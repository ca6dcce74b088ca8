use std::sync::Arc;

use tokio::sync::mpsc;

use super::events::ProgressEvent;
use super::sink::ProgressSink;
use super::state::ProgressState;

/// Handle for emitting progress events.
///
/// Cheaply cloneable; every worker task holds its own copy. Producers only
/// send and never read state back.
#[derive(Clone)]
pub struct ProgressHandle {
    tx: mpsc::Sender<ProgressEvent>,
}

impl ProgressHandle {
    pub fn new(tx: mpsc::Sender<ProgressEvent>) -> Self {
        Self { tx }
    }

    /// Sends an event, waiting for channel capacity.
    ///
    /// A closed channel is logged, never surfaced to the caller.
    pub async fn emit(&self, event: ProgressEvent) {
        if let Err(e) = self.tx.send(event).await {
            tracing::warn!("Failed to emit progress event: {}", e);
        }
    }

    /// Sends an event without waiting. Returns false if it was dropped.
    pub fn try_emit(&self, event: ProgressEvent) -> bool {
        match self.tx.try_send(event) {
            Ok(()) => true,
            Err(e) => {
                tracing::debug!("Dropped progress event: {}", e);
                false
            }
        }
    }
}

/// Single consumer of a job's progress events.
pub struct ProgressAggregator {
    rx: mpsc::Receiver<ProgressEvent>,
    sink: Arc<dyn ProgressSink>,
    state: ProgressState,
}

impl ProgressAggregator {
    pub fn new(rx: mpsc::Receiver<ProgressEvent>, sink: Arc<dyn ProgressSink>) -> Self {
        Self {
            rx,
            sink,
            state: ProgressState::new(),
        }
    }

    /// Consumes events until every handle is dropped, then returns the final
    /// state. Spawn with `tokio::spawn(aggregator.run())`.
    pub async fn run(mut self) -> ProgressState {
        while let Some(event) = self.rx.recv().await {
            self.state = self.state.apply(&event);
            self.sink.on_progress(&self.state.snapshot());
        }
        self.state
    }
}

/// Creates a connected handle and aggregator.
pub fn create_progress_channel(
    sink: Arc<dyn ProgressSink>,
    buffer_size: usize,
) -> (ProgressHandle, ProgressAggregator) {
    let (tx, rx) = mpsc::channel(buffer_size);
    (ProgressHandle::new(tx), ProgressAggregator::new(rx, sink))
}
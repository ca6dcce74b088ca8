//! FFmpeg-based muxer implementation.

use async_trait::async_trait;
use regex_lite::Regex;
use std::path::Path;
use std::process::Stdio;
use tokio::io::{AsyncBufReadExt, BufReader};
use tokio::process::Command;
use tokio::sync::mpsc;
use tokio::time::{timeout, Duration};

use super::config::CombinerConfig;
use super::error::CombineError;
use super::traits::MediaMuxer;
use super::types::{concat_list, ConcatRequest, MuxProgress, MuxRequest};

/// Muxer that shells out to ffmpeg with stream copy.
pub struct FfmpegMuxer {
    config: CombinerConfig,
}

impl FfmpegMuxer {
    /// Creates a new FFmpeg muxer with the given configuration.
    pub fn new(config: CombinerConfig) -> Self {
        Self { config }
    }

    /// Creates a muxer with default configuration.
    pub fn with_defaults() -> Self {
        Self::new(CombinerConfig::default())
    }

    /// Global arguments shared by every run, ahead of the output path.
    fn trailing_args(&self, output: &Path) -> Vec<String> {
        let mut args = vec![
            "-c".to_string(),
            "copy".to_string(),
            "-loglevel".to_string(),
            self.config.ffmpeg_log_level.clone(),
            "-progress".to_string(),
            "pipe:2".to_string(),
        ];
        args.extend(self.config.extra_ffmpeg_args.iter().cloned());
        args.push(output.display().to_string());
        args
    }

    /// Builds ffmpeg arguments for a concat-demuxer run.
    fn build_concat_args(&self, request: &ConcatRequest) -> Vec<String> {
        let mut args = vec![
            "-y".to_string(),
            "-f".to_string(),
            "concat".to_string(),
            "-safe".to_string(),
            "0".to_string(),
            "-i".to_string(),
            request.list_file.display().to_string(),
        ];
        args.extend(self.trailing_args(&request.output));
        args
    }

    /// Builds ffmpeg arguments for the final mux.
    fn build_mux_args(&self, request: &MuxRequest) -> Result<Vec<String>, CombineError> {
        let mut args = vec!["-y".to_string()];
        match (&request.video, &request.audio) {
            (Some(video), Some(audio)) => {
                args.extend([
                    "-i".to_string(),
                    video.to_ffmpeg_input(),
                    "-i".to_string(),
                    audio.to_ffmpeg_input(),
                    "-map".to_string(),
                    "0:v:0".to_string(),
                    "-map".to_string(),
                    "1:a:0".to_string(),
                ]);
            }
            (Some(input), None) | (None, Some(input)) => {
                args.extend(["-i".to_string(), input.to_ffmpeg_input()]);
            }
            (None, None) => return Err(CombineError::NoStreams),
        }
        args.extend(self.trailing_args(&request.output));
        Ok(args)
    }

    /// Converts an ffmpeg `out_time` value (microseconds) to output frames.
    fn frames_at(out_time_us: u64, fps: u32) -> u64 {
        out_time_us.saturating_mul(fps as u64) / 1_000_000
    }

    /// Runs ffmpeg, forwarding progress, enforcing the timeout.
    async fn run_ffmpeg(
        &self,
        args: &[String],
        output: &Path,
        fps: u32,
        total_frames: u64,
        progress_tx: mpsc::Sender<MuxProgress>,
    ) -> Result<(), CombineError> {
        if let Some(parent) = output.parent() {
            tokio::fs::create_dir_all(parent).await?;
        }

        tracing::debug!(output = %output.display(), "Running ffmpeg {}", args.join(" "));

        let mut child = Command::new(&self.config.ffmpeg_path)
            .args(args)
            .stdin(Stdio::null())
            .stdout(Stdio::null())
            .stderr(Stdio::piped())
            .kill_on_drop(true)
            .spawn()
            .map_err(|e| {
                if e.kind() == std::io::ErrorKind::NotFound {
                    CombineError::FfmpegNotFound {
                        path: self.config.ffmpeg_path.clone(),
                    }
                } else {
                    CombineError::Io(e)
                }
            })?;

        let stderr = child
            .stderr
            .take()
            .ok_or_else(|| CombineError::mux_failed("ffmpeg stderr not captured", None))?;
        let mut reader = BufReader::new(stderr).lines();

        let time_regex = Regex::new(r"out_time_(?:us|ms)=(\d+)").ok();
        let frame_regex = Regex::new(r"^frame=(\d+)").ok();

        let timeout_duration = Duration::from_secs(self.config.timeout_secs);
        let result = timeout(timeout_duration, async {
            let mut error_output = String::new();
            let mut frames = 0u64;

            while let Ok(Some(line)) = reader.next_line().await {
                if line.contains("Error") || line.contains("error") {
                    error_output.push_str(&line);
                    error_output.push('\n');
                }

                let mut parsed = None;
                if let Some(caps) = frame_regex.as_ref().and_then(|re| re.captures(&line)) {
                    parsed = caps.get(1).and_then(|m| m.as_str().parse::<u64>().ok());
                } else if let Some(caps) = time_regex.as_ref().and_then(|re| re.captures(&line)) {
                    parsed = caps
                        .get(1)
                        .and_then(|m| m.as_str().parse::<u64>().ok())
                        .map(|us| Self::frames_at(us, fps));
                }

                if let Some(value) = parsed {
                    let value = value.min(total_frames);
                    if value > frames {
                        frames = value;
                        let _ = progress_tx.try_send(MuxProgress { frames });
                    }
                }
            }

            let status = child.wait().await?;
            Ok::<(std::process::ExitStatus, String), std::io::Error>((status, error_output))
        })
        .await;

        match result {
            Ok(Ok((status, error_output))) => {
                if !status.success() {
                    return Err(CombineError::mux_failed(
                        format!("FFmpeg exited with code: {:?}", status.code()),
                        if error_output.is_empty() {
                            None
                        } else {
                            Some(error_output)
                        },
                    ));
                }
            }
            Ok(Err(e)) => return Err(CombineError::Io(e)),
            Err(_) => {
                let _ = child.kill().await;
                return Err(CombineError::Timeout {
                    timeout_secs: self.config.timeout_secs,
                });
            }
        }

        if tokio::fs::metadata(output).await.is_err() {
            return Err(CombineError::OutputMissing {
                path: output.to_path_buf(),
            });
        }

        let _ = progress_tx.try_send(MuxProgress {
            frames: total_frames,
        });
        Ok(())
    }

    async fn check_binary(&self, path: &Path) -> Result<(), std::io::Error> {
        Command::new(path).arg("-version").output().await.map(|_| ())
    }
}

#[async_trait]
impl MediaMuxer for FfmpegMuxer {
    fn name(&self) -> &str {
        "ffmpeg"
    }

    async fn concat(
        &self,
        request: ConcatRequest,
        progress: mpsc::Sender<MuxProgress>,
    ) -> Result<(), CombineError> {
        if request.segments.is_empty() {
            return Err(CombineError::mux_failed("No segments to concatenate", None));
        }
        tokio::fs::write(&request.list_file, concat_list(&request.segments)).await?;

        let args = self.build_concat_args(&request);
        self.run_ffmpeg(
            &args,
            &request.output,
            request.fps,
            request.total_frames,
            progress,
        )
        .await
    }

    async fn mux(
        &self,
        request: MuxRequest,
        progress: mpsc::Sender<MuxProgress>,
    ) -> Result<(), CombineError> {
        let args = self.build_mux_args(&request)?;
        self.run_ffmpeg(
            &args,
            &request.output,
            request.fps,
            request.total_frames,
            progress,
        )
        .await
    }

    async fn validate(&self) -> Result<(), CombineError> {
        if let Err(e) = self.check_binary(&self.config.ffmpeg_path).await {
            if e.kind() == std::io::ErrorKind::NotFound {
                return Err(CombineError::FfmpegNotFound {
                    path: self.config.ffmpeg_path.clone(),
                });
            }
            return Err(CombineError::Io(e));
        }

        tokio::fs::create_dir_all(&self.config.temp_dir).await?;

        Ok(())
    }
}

__________

INSTRUCTIONS TO FOLLOW: Look through the listing above and copy each line where the string "events" occurs.

SOLUTION FOR THIS PROBLEM:
use super::events::ProgressEvent;
/// Handle for emitting progress events.
/// Single consumer of a job's progress events.
    /// Consumes events until every handle is dropped, then returns the final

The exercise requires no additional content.